C’est dans cet esprit que la Plate-forme des soutiens aux migrant·e·s (PSM), dont nous sommes membres ou que nous soutenons, a demandé à l’anthropologue Marta Lotto (« On The Border, la vie en transit à la frontière franco-britannique ») et au politologue Pierre Bonnevalle (« Enquête sur trente ans de fabrique politique de la dissuasion : l’Etat français et la gestion de la présence des personnes exilées dans la frontière franco-britannique. Harceler, expulser, disperser ») d’enquêter, pour l’une, sur les conditions de vie des personnes en transit et, pour l’autre, sur la gestion par les autorités françaises de la présence des personnes exilées à la frontière [présentation des deux rapports le 4 février, à l’université du Littoral-Côte d’Opale (ULCO), à Dunkerque].

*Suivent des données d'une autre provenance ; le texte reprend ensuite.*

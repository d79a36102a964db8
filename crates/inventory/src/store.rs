//! In-memory product store.

use chrono::NaiveDate;
use serde::{Deserialize, Serialize};

use freshmart_core::{Clock, SystemClock};

use crate::product::{ExpiryDate, Product, ProductDraft, StockQuantity};
use crate::seed::seed_products;

/// Dashboard counters.
#[derive(Debug, Copy, Clone, PartialEq, Eq, Serialize, Deserialize)]
pub struct InventorySummary {
    pub total: usize,
    pub expiring_soon: usize,
    pub low_stock: usize,
}

/// Ordered set of product records.
///
/// The store exclusively owns its records. Reads hand out shared borrows;
/// the only mutations are [`add`](Self::add) and
/// [`update_quantity`](Self::update_quantity). Records are never removed.
#[derive(Debug, Clone)]
pub struct InventoryStore<C = SystemClock> {
    products: Vec<Product>,
    clock: C,
}

impl<C: Clock> InventoryStore<C> {
    /// Empty store.
    pub fn new(clock: C) -> Self {
        Self {
            products: Vec::new(),
            clock,
        }
    }

    /// Store pre-populated with the startup catalogue.
    pub fn seeded(clock: C) -> Self {
        let products = seed_products(clock.today());
        tracing::debug!(count = products.len(), "seeded inventory store");
        Self { products, clock }
    }

    /// All records in insertion order.
    pub fn list_all(&self) -> &[Product] {
        &self.products
    }

    pub fn len(&self) -> usize {
        self.products.len()
    }

    pub fn is_empty(&self) -> bool {
        self.products.is_empty()
    }

    /// Records expiring on or before `today + days_threshold`.
    pub fn find_expiring(&self, days_threshold: u32) -> Vec<&Product> {
        self.find_expiring_as_of(self.clock.today(), days_threshold)
    }

    /// [`find_expiring`](Self::find_expiring) against an explicit reference date.
    pub fn find_expiring_as_of(&self, today: NaiveDate, days_threshold: u32) -> Vec<&Product> {
        let cutoff = ExpiryDate::days_after(today, days_threshold).date();
        let expiring: Vec<&Product> = self
            .products
            .iter()
            .filter(|p| p.expires_by(cutoff))
            .collect();
        tracing::debug!(%cutoff, matched = expiring.len(), "expiring products query");
        expiring
    }

    /// Records with strictly fewer than `threshold` units on hand.
    pub fn find_low_stock(&self, threshold: i64) -> Vec<&Product> {
        let low: Vec<&Product> = self
            .products
            .iter()
            .filter(|p| i64::from(p.stock_quantity().units()) < threshold)
            .collect();
        tracing::debug!(threshold, matched = low.len(), "low stock query");
        low
    }

    /// Records whose name or category contains `term`, ignoring case.
    /// An empty term matches everything.
    pub fn search(&self, term: &str) -> Vec<&Product> {
        let needle = term.to_lowercase();
        self.products
            .iter()
            .filter(|p| {
                p.name().to_lowercase().contains(&needle)
                    || p.category().to_lowercase().contains(&needle)
            })
            .collect()
    }

    /// Display names in insertion order.
    pub fn product_names(&self) -> Vec<&str> {
        self.products.iter().map(Product::name).collect()
    }

    pub fn summary(&self, expiry_window_days: u32, low_stock_threshold: i64) -> InventorySummary {
        InventorySummary {
            total: self.products.len(),
            expiring_soon: self.find_expiring(expiry_window_days).len(),
            low_stock: self.find_low_stock(low_stock_threshold).len(),
        }
    }

    /// Append a record. Duplicate names are accepted.
    pub fn add(&mut self, product: Product) {
        tracing::info!(
            name = product.name(),
            category = product.category(),
            expiry_date = %product.expiry_date(),
            stock = product.stock_quantity().units(),
            "product added"
        );
        self.products.push(product);
    }

    /// Build a record from `draft` (defaulting its expiry against this
    /// store's clock) and append it.
    pub fn add_draft(&mut self, draft: ProductDraft) -> &Product {
        let product = draft.into_product(self.clock.today());
        self.add(product);
        &self.products[self.products.len() - 1]
    }

    /// Set the stock of the first record named `name` (case-insensitive).
    ///
    /// Returns `false`, leaving every record untouched, when no record matches.
    pub fn update_quantity(&mut self, name: &str, new_quantity: StockQuantity) -> bool {
        match self.products.iter_mut().find(|p| p.has_name(name)) {
            Some(product) => {
                let previous = product.stock_quantity();
                product.set_stock_quantity(new_quantity);
                tracing::info!(
                    name = product.name(),
                    previous = previous.units(),
                    current = new_quantity.units(),
                    "stock quantity updated"
                );
                true
            }
            None => {
                tracing::info!(name, "stock update target not found");
                false
            }
        }
    }
}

Leurs analyses fines nous permettent une compréhension globale de la situation et nous contraignent, nous citoyens, à mettre les autorités face à leurs responsabilités et à leur imposer la mise en œuvre d’une politique alternative.

Aux portes de leur rêve

En effet, Marta Lotto, dans son rapport, nous indique que les raisons pour lesquelles ces personnes sont à Calais (Pas-de-Calais), Grande-Synthe (Nord), Ouistreham (Calvados) ou, pour d’autres, moins nombreuses, à Norrent-Fontes (Pas-de-Calais), Steenvoorde (Nord) ou Cherbourg (Manche), sont diverses.

Certaines ont commencé leur parcours migratoire avec l’objectif de vivre en Grande-Bretagne ; après un périple de quelques jours ou de plusieurs années, elles se retrouvent bloquées aux portes de leur rêve.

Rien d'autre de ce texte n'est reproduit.